[Stored items]

* * *

use std::fmt;

use super::models::PlayerId;

/// How a caller names a player.
///
/// `Token` is free-form input (a command argument, say). It is resolved by
/// trying id, then exact name, then external account, and the first kind that
/// matches any player wins.
#[derive(Debug, Clone, PartialEq, Eq)]
pub enum PlayerRef {
    Id(PlayerId),
    Name(String),
    Account(String),
    Token(String),
}

impl PlayerRef {
    pub fn token(value: impl Into<String>) -> Self {
        PlayerRef::Token(value.into())
    }

    /// Expands the reference into the exact lookups to try, in precedence order.
    pub fn candidates(&self) -> Vec<PlayerRef> {
        match self {
            PlayerRef::Token(token) => {
                let mut candidates = Vec::with_capacity(3);
                // Only the canonical spelling of an id counts as one
                let id = token.parse::<PlayerId>().ok();
                if let Some(id) = id.filter(|id| id.to_string() == *token) {
                    candidates.push(PlayerRef::Id(id));
                }
                candidates.push(PlayerRef::Name(token.clone()));
                candidates.push(PlayerRef::Account(token.clone()));
                candidates
            }
            exact => vec![exact.clone()],
        }
    }
}

impl fmt::Display for PlayerRef {
    fn fmt(&self, f: &mut fmt::Formatter<'_>) -> fmt::Result {
        match self {
            PlayerRef::Id(id) => write!(f, "#{}", id),
            PlayerRef::Name(name) => write!(f, "{}", name),
            PlayerRef::Account(account) => write!(f, "account {}", account),
            PlayerRef::Token(token) => write!(f, "{}", token),
        }
    }
}

impl From<&str> for PlayerRef {
    fn from(value: &str) -> Self {
        PlayerRef::token(value)
    }
}
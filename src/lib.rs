pub mod catalog;
pub mod cli;
pub mod config;
pub mod domain;
pub mod errors;
pub mod guard;
pub mod ladder;
pub mod recorder;
pub mod registry;
pub mod services;
pub mod stats;
pub mod storage;

use anyhow::Result;
use clap::{CommandFactory, Parser};
use clap_complete::Shell;
use cli::Cli;

use crate::cli::Command;
use crate::config::settings::AppConfig;
use crate::services::{ConsoleService, Ladder};

pub use errors::{LadderError, Result as LadderResult};

pub fn interpret() -> Cli {
    Cli::parse()
}

/// Environment configuration with command-line overrides applied
pub fn build_config(cli: &Cli) -> Result<AppConfig> {
    let mut config = AppConfig::from_env()?;
    if let Some(backend) = &cli.backend {
        config.storage.backend = backend.parse()?;
    }
    if let Some(data) = &cli.data {
        config.storage.path = data.clone();
    }
    if let Some(catalog) = &cli.catalog {
        config.stats.characters_path = Some(catalog.clone());
    }
    Ok(config)
}

pub fn handle_completions(shell: Shell) -> Result<()> {
    let mut command = Cli::command();
    let name = command.get_name().to_string();
    clap_complete::generate(shell, &mut command, name, &mut std::io::stdout());
    Ok(())
}

pub fn handle_ladder_command(config: &AppConfig, command: &Command) -> Result<()> {
    let ladder = Ladder::from_config(config)?;
    let service = ConsoleService::new(ladder);
    service.run(command)
}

* * *

**EXERCISE AIM:** Across the records above, show each line containing the word "PlayerId".

**RESPONSE TO THIS TASK:**
use super::models::PlayerId;
    Id(PlayerId),
                let id = token.parse::<PlayerId>().ok();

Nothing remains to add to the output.